■ **Task details**
The response must match the data below exactly, line for line.

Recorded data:
▼

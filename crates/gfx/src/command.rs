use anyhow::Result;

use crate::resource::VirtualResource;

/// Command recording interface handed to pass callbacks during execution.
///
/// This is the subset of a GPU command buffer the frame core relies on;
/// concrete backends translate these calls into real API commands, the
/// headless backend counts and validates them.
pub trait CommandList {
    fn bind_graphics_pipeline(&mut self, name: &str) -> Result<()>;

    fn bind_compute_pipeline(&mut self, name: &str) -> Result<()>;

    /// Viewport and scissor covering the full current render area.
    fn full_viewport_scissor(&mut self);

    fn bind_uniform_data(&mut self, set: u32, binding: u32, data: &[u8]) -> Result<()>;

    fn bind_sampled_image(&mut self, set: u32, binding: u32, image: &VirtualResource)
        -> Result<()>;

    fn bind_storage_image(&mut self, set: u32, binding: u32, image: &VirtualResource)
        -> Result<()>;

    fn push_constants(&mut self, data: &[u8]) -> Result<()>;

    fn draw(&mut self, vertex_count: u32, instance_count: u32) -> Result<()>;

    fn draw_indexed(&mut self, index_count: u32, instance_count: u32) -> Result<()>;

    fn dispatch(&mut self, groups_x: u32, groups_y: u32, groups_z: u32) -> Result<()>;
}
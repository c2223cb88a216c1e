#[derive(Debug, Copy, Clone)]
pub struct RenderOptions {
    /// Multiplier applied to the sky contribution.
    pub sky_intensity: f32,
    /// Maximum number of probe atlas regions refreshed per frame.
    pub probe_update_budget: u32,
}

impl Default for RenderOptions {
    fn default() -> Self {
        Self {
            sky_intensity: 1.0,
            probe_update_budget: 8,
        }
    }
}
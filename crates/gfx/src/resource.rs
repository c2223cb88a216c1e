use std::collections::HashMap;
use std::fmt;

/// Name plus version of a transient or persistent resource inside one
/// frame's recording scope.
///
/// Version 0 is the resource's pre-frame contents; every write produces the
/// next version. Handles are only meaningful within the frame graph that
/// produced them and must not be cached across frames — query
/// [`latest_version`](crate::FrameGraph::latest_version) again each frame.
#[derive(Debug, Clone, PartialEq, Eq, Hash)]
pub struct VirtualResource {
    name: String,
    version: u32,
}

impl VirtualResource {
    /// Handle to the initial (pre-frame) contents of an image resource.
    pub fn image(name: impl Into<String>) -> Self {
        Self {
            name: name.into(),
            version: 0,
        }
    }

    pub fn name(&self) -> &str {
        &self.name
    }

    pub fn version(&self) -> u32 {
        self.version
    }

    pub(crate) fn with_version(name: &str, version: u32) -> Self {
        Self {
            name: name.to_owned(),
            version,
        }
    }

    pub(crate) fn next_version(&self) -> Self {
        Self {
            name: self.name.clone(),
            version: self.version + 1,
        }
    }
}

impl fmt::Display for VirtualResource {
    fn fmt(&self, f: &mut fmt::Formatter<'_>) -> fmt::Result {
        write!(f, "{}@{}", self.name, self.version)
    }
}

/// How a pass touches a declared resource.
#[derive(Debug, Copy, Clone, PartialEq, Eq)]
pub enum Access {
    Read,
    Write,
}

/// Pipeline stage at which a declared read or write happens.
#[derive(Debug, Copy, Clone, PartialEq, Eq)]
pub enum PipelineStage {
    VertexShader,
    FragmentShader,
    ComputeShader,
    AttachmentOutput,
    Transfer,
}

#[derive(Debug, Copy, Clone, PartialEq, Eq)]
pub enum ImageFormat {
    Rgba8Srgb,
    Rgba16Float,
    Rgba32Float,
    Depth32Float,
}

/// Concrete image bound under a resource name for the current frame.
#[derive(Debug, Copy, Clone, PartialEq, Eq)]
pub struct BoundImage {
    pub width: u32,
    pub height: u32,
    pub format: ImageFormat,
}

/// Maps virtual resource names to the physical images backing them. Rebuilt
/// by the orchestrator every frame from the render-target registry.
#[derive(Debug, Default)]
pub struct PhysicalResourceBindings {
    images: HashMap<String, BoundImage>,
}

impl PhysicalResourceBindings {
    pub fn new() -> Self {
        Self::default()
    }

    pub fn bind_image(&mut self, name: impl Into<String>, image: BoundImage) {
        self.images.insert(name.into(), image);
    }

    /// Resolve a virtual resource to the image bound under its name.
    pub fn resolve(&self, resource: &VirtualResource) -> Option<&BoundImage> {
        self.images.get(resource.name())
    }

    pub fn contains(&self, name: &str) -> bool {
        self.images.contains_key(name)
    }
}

▲

■ **Task output**
filename crates/gfx/src/command.rs
use anyhow::Result;

use crate::resource::VirtualResource;

/// Command recording interface handed to pass callbacks during execution.
///
/// This is the subset of a GPU command buffer the frame core relies on;
/// concrete backends translate these calls into real API commands, the
/// headless backend counts and validates them.
pub trait CommandList {
    fn bind_graphics_pipeline(&mut self, name: &str) -> Result<()>;

    fn bind_compute_pipeline(&mut self, name: &str) -> Result<()>;

    /// Viewport and scissor covering the full current render area.
    fn full_viewport_scissor(&mut self);

    fn bind_uniform_data(&mut self, set: u32, binding: u32, data: &[u8]) -> Result<()>;

    fn bind_sampled_image(&mut self, set: u32, binding: u32, image: &VirtualResource)
        -> Result<()>;

    fn bind_storage_image(&mut self, set: u32, binding: u32, image: &VirtualResource)
        -> Result<()>;

    fn push_constants(&mut self, data: &[u8]) -> Result<()>;

    fn draw(&mut self, vertex_count: u32, instance_count: u32) -> Result<()>;

    fn draw_indexed(&mut self, index_count: u32, instance_count: u32) -> Result<()>;

    fn dispatch(&mut self, groups_x: u32, groups_y: u32, groups_z: u32) -> Result<()>;
}
repository c2223cb88a216c1e
#[derive(Debug, Copy, Clone)]
pub struct RenderOptions {
    /// Multiplier applied to the sky contribution.
    pub sky_intensity: f32,
    /// Maximum number of probe atlas regions refreshed per frame.
    pub probe_update_budget: u32,
}

impl Default for RenderOptions {
    fn default() -> Self {
        Self {
            sky_intensity: 1.0,
            probe_update_budget: 8,
        }
    }
}
filename crates/gfx/src/resource.rs
repository c2223cb88a216c1e
use std::collections::HashMap;
use std::fmt;

/// Name plus version of a transient or persistent resource inside one
/// frame's recording scope.
///
/// Version 0 is the resource's pre-frame contents; every write produces the
/// next version. Handles are only meaningful within the frame graph that
/// produced them and must not be cached across frames — query
/// [`latest_version`](crate::FrameGraph::latest_version) again each frame.
#[derive(Debug, Clone, PartialEq, Eq, Hash)]
pub struct VirtualResource {
    name: String,
    version: u32,
}

impl VirtualResource {
    /// Handle to the initial (pre-frame) contents of an image resource.
    pub fn image(name: impl Into<String>) -> Self {
        Self {
            name: name.into(),
            version: 0,
        }
    }

    pub fn name(&self) -> &str {
        &self.name
    }

    pub fn version(&self) -> u32 {
        self.version
    }

    pub(crate) fn with_version(name: &str, version: u32) -> Self {
        Self {
            name: name.to_owned(),
            version,
        }
    }

    pub(crate) fn next_version(&self) -> Self {
        Self {
            name: self.name.clone(),
            version: self.version + 1,
        }
    }
}

impl fmt::Display for VirtualResource {
    fn fmt(&self, f: &mut fmt::Formatter<'_>) -> fmt::Result {
        write!(f, "{}@{}", self.name, self.version)
    }
}

/// How a pass touches a declared resource.
#[derive(Debug, Copy, Clone, PartialEq, Eq)]
pub enum Access {
    Read,
    Write,
}

/// Pipeline stage at which a declared read or write happens.
#[derive(Debug, Copy, Clone, PartialEq, Eq)]
pub enum PipelineStage {
    VertexShader,
    FragmentShader,
    ComputeShader,
    AttachmentOutput,
    Transfer,
}

#[derive(Debug, Copy, Clone, PartialEq, Eq)]
pub enum ImageFormat {
    Rgba8Srgb,
    Rgba16Float,
    Rgba32Float,
    Depth32Float,
}

/// Concrete image bound under a resource name for the current frame.
#[derive(Debug, Copy, Clone, PartialEq, Eq)]
pub struct BoundImage {
    pub width: u32,
    pub height: u32,
    pub format: ImageFormat,
}

/// Maps virtual resource names to the physical images backing them. Rebuilt
/// by the orchestrator every frame from the render-target registry.
#[derive(Debug, Default)]
pub struct PhysicalResourceBindings {
    images: HashMap<String, BoundImage>,
}

impl PhysicalResourceBindings {
    pub fn new() -> Self {
        Self::default()
    }

    pub fn bind_image(&mut self, name: impl Into<String>, image: BoundImage) {
        self.images.insert(name.into(), image);
    }

    /// Resolve a virtual resource to the image bound under its name.
    pub fn resolve(&self, resource: &VirtualResource) -> Option<&BoundImage> {
        self.images.get(resource.name())
    }

    pub fn contains(&self, name: &str) -> bool {
        self.images.contains_key(name)
    }
}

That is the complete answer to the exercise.